### Data under study:
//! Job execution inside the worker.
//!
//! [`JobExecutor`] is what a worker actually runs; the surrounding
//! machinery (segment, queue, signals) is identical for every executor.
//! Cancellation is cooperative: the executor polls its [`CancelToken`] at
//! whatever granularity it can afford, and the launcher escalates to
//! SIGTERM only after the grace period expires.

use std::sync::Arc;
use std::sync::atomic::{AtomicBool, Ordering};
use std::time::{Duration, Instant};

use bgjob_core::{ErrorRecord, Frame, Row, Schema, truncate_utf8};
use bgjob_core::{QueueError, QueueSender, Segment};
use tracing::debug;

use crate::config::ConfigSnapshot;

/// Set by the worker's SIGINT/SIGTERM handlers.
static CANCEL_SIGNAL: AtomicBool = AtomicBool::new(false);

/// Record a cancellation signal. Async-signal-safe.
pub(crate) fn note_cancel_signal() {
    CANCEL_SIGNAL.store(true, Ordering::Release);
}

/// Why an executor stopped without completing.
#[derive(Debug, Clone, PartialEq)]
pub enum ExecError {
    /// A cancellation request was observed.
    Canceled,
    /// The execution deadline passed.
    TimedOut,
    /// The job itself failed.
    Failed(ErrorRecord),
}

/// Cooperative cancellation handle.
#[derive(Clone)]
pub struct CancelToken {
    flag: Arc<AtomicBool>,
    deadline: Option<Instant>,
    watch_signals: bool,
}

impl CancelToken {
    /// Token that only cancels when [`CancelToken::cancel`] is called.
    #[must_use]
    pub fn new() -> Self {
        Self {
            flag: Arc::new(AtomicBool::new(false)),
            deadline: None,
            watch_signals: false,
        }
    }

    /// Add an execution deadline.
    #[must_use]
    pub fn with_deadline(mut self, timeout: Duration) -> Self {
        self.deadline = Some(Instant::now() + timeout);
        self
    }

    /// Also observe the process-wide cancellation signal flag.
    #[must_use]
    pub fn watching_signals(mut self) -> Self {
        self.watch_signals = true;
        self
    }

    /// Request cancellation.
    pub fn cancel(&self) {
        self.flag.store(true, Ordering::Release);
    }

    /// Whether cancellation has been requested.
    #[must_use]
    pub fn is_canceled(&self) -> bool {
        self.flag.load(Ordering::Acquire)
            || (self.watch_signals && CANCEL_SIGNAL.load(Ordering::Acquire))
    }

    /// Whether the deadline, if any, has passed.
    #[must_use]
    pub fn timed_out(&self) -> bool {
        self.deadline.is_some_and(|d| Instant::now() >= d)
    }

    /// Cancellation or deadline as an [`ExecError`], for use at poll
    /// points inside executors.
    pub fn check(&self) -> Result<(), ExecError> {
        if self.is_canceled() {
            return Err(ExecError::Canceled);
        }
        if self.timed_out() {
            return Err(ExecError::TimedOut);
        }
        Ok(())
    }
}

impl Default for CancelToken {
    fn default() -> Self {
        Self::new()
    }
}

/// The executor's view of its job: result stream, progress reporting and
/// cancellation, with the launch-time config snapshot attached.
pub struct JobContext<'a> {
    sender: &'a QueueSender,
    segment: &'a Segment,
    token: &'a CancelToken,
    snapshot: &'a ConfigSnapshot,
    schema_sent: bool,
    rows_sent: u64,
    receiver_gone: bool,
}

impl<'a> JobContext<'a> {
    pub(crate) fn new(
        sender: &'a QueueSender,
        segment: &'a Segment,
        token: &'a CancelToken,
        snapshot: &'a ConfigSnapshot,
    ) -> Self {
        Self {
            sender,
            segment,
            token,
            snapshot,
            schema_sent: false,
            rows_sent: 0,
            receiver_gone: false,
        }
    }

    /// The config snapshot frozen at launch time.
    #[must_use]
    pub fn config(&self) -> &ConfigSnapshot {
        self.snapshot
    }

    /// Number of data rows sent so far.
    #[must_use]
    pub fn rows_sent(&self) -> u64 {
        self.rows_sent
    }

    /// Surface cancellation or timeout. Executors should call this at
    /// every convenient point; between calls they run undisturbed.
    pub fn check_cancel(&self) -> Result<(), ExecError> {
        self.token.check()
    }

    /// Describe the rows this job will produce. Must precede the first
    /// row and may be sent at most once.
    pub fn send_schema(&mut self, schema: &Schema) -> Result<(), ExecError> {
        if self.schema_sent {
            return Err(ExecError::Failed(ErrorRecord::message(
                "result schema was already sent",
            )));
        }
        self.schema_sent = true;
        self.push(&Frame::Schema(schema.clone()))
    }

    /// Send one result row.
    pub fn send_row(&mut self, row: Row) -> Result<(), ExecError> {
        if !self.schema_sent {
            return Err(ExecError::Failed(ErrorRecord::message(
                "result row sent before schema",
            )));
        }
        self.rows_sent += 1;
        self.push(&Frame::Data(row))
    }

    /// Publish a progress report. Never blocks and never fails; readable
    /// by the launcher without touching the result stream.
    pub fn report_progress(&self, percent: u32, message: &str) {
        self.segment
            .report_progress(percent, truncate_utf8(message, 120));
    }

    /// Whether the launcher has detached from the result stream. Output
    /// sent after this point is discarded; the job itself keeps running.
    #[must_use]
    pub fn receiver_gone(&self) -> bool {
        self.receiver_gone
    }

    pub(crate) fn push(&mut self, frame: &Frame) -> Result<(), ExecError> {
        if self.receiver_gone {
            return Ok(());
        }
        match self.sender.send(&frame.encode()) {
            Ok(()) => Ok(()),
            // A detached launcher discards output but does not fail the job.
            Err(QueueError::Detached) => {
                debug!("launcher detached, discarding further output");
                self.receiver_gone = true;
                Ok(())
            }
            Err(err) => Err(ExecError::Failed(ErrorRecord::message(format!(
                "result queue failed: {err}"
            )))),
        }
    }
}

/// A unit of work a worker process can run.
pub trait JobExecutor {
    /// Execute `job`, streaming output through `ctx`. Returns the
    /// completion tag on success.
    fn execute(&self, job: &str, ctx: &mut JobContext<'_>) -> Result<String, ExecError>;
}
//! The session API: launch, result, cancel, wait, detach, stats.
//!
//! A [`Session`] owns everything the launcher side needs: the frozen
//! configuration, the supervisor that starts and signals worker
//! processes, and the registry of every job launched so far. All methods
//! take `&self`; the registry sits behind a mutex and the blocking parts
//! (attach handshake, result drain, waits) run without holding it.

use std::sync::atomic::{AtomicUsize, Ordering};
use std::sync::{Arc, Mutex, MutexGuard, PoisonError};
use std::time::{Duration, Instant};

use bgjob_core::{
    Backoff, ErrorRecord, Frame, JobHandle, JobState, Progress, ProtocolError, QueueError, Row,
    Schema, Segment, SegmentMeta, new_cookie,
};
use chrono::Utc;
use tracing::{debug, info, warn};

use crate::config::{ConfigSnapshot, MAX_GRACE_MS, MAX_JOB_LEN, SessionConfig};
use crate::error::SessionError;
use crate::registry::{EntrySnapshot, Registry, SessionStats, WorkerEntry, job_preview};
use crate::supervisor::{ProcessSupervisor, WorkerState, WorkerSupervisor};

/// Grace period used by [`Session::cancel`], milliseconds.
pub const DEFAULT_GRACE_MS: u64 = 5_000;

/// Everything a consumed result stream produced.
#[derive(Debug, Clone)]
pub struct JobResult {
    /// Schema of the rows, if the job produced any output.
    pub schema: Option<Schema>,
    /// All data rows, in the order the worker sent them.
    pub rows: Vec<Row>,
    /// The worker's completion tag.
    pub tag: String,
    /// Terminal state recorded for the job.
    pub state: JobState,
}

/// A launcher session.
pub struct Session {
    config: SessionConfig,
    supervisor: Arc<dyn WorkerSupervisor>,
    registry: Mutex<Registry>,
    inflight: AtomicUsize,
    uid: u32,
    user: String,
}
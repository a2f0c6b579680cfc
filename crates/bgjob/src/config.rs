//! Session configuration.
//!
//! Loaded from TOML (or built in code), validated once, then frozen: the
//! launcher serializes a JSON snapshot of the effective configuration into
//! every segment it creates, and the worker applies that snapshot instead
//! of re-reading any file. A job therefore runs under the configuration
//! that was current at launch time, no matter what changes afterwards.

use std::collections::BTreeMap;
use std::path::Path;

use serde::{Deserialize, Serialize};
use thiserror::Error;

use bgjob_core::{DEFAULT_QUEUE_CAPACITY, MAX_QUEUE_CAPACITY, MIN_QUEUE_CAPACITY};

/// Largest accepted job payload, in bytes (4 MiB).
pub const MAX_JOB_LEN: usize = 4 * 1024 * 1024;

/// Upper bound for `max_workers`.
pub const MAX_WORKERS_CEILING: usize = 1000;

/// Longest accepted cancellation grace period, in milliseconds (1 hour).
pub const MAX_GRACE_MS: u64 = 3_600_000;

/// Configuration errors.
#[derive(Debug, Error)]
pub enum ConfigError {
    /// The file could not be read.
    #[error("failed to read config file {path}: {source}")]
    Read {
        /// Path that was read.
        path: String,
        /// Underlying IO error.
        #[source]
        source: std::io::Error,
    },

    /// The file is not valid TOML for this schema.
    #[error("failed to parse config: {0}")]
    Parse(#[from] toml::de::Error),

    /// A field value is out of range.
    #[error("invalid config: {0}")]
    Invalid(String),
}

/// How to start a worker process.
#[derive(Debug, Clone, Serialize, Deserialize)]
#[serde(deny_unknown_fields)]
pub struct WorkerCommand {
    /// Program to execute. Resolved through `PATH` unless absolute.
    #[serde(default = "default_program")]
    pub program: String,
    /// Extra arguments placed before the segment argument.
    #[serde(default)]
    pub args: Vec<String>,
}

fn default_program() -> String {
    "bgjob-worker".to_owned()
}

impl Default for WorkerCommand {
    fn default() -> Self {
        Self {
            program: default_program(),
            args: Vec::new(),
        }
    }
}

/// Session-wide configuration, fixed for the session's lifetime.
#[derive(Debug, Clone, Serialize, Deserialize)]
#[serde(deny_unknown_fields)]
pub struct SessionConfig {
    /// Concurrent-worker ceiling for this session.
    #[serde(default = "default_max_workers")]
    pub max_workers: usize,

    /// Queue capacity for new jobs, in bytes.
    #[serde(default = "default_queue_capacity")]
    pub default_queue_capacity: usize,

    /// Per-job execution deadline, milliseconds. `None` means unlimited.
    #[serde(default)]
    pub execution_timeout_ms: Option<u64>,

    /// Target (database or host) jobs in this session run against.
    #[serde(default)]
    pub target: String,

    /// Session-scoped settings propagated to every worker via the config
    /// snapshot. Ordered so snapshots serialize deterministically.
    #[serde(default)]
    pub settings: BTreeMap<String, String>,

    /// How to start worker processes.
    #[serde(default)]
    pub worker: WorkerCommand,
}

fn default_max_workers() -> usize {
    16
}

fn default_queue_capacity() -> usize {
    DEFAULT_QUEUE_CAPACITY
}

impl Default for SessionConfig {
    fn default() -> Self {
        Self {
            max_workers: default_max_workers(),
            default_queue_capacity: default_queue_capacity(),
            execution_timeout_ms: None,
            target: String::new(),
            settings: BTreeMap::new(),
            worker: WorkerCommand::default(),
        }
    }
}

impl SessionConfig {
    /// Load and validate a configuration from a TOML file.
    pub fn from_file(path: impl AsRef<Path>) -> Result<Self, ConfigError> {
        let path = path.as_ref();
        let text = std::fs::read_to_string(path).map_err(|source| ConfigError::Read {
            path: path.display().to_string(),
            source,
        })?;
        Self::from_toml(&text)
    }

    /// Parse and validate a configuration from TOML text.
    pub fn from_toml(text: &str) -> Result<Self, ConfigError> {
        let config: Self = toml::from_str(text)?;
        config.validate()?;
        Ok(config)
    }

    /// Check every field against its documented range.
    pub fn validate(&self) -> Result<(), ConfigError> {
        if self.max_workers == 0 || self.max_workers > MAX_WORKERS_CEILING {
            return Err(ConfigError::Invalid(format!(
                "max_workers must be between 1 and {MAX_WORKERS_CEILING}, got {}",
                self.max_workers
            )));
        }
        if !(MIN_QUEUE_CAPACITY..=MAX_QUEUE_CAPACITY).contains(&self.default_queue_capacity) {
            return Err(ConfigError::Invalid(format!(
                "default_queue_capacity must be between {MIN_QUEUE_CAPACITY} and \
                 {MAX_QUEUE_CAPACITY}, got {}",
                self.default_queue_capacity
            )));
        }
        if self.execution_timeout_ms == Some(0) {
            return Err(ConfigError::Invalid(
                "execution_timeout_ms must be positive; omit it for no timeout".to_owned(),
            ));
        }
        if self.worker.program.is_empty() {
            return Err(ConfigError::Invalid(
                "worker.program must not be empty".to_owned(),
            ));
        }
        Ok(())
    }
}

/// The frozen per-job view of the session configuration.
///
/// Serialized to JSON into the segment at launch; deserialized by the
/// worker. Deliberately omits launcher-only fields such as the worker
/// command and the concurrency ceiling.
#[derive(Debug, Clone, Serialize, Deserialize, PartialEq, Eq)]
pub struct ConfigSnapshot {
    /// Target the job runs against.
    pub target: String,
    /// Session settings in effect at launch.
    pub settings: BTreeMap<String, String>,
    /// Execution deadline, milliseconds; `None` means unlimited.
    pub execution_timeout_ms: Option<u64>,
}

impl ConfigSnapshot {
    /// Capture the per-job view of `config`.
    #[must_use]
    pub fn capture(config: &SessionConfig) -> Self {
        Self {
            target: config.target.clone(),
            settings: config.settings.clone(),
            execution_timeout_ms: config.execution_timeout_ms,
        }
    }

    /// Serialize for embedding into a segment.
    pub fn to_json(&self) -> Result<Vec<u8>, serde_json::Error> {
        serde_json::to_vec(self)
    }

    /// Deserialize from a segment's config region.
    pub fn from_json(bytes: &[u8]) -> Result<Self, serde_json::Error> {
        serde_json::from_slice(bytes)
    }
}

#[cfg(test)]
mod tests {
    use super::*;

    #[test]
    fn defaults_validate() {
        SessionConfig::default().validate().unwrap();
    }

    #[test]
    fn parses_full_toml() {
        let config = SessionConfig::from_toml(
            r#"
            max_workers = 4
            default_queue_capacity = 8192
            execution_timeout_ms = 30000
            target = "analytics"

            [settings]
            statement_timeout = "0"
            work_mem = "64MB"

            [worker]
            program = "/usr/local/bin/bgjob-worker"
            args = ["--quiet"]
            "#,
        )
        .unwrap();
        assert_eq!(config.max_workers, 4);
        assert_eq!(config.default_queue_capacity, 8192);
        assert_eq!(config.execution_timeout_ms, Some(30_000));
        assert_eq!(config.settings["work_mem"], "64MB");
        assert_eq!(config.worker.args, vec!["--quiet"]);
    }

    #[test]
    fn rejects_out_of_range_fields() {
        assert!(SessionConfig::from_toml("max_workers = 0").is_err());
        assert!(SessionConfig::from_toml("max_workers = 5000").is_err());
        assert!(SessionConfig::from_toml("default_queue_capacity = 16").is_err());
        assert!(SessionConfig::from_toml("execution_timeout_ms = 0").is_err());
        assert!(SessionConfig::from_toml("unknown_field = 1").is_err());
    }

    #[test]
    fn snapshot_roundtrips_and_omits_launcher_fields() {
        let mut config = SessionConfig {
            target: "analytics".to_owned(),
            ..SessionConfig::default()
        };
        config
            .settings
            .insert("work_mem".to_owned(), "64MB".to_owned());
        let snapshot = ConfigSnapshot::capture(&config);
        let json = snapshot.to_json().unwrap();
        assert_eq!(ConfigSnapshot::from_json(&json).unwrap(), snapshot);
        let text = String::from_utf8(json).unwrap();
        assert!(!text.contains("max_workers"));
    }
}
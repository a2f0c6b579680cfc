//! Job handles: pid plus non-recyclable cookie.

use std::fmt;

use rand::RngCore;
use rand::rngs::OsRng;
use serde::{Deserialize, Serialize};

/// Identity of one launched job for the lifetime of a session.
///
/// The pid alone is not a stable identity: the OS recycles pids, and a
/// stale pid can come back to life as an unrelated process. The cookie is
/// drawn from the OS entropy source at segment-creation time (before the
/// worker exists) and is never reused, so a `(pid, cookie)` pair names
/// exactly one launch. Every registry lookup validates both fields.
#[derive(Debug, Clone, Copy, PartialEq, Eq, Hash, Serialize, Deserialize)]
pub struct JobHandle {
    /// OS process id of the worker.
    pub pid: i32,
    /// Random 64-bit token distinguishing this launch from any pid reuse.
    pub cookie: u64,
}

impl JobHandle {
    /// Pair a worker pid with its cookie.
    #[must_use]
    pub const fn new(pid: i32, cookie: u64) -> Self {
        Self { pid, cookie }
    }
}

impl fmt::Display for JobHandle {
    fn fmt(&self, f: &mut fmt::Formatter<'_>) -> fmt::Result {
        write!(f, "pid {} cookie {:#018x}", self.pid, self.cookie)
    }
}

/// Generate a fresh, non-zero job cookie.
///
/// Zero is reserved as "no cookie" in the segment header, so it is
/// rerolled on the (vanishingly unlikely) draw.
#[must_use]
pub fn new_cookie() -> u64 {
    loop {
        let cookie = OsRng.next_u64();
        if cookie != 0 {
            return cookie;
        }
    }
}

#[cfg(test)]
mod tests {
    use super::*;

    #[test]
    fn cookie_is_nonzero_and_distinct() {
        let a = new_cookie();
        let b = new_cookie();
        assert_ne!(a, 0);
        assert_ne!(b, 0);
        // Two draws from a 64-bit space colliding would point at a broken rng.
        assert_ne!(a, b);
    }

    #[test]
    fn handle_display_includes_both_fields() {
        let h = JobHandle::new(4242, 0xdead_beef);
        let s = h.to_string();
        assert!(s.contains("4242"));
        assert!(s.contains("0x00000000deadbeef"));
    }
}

### What is required:
Using the data above, transcribe the lines that run from the line with "cancellation signal flag." to the line with "pub fn cancel(&self)", both ends kept, and output nothing else.

### Answer space:
    /// Also observe the process-wide cancellation signal flag.
    #[must_use]
    pub fn watching_signals(mut self) -> Self {
        self.watch_signals = true;
        self
    }

    /// Request cancellation.
    pub fn cancel(&self) {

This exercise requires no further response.